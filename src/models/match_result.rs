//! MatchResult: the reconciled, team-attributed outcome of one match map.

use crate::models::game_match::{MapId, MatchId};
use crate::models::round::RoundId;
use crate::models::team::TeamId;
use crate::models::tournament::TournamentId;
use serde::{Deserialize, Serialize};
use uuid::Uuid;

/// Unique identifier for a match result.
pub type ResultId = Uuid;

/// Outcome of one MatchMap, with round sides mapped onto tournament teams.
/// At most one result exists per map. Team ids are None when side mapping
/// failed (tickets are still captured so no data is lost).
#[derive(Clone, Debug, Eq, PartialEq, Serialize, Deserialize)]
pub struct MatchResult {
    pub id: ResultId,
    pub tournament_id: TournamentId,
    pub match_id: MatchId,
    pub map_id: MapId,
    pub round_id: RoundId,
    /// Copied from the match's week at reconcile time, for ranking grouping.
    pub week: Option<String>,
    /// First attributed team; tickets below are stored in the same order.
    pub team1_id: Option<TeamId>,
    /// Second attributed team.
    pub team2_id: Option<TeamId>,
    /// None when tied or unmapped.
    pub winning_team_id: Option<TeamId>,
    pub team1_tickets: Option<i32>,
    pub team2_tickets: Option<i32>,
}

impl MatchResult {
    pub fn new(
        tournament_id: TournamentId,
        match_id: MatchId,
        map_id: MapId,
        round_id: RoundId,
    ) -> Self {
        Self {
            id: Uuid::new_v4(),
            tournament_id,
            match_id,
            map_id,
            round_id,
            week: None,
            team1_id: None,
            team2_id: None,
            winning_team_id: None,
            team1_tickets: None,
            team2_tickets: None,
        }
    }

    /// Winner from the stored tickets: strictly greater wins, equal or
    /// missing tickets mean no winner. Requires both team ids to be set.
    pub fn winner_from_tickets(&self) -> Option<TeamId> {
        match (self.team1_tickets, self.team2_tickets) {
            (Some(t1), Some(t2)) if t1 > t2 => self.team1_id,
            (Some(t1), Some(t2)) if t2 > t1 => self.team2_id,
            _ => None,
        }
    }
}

...

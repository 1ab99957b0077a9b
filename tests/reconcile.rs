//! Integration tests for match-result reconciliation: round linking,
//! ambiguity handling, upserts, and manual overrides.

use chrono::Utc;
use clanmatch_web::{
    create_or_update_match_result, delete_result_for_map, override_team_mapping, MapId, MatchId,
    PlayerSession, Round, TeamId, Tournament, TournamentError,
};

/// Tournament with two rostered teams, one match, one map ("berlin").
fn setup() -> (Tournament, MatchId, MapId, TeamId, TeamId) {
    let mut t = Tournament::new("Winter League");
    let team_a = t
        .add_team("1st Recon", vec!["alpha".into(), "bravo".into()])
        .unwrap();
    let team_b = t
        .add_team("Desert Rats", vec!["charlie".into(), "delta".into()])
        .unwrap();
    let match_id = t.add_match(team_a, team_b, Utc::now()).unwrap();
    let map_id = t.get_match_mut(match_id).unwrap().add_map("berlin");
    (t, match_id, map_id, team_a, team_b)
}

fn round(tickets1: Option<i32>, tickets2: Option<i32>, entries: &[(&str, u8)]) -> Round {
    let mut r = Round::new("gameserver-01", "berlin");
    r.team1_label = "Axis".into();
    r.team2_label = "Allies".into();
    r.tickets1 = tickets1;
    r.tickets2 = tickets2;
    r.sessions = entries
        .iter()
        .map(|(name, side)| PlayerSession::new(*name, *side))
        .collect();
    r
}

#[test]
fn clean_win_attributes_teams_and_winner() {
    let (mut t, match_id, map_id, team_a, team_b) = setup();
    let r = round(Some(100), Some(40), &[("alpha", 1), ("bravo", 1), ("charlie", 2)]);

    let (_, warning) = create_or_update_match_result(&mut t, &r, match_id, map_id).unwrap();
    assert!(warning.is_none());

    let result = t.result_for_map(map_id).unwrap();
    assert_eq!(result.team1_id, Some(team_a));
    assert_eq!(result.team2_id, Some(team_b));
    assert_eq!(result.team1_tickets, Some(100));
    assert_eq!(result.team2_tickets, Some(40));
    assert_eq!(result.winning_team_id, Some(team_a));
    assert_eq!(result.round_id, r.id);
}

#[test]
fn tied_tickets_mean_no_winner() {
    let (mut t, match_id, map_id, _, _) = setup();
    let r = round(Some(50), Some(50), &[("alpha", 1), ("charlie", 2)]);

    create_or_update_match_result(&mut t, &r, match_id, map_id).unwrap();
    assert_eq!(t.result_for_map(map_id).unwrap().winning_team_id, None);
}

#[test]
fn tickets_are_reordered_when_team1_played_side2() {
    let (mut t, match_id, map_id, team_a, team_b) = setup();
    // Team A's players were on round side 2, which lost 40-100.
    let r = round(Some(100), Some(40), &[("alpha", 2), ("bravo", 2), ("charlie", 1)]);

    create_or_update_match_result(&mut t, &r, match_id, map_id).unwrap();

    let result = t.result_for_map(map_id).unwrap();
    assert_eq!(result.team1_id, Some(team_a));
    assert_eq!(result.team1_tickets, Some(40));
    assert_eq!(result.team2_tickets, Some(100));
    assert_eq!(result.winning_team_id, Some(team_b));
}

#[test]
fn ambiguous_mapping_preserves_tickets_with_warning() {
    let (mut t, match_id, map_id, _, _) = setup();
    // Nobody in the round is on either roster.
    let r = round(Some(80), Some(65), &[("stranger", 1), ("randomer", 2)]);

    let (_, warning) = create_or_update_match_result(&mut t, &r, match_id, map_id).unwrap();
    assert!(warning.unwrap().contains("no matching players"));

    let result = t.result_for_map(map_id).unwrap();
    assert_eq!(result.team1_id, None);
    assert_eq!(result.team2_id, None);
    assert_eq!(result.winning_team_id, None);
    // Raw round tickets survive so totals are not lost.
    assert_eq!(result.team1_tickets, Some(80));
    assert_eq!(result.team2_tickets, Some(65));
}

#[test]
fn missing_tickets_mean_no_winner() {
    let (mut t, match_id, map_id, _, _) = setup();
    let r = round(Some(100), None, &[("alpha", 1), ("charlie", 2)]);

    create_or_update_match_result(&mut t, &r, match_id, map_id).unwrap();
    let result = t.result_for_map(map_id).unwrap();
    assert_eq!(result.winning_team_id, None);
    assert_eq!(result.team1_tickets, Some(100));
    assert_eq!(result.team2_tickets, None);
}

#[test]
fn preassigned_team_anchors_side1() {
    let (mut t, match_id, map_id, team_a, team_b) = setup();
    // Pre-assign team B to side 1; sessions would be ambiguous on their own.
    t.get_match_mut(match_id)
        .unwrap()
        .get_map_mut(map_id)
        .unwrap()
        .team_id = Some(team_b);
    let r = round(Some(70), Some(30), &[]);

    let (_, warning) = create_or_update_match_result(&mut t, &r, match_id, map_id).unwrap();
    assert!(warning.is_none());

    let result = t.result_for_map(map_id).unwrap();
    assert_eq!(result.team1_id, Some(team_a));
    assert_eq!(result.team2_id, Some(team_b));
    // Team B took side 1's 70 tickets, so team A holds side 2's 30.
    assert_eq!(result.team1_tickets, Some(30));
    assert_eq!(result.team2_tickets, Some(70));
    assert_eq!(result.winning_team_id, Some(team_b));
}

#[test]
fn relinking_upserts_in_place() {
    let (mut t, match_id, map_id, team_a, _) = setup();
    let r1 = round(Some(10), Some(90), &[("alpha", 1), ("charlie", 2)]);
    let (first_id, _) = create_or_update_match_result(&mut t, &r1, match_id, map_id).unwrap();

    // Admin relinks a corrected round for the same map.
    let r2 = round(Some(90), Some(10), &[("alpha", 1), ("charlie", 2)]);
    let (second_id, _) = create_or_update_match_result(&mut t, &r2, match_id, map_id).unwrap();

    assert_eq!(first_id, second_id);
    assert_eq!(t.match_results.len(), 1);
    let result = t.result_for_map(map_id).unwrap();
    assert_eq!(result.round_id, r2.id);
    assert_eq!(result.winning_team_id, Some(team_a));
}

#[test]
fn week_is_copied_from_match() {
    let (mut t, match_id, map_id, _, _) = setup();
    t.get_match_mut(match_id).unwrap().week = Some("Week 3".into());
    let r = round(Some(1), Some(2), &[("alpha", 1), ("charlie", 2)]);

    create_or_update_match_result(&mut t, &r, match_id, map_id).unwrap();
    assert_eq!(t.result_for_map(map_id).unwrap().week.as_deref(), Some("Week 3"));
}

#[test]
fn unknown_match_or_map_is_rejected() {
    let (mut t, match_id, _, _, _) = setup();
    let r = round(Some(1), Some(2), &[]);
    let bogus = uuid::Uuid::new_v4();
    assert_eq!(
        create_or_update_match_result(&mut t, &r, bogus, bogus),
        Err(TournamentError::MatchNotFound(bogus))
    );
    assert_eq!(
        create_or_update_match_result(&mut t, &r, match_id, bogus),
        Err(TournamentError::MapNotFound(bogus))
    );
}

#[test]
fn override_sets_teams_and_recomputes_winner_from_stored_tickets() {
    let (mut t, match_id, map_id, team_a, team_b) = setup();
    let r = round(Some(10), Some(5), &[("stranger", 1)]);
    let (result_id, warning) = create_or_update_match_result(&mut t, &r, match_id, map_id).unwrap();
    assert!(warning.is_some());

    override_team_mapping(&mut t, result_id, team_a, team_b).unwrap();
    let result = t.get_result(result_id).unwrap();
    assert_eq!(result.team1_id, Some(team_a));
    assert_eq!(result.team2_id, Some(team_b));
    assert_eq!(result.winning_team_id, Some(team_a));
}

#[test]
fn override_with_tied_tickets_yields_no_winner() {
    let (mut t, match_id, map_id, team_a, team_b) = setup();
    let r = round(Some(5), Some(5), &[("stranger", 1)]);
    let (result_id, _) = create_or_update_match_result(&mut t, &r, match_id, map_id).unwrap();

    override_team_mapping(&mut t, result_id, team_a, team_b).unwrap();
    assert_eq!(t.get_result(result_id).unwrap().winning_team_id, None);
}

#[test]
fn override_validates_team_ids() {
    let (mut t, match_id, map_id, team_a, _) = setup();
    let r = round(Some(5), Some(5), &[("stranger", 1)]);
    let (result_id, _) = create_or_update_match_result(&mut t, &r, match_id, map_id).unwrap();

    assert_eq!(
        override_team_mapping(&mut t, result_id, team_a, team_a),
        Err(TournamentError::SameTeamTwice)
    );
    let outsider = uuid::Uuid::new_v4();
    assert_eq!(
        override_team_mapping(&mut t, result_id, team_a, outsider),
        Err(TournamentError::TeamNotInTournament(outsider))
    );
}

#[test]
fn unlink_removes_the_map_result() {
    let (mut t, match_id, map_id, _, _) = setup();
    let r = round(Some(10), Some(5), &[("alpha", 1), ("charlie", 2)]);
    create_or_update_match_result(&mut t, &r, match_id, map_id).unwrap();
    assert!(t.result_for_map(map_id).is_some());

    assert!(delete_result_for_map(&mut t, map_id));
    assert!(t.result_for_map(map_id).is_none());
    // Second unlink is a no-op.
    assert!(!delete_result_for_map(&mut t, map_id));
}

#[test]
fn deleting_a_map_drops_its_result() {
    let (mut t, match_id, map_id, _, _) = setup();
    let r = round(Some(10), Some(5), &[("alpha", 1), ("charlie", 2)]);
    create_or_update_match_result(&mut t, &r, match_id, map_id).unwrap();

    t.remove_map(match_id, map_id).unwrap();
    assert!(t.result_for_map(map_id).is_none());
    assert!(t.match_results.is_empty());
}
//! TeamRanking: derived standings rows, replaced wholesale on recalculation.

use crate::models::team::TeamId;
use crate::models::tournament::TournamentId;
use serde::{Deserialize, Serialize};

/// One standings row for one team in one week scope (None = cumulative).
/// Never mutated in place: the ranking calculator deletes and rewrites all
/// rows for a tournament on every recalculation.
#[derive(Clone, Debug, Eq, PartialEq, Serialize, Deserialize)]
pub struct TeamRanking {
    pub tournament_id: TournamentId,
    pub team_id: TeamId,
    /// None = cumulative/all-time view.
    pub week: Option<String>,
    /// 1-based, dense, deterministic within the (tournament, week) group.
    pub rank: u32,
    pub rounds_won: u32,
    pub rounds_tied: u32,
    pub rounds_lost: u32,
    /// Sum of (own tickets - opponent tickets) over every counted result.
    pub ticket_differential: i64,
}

### DIRECTIONS FOR THIS TASK
Transcribe the records above from the line holding "filename src/models/match_result.rs" down to the line holding "use uuid::Uuid;", inclusive, without adding anything.

### RESULT OF THIS EXERCISE
filename src/models/match_result.rs
//! MatchResult: the reconciled, team-attributed outcome of one match map.

use crate::models::game_match::{MapId, MatchId};
use crate::models::round::RoundId;
use crate::models::team::TeamId;
use crate::models::tournament::TournamentId;
use serde::{Deserialize, Serialize};
use uuid::Uuid;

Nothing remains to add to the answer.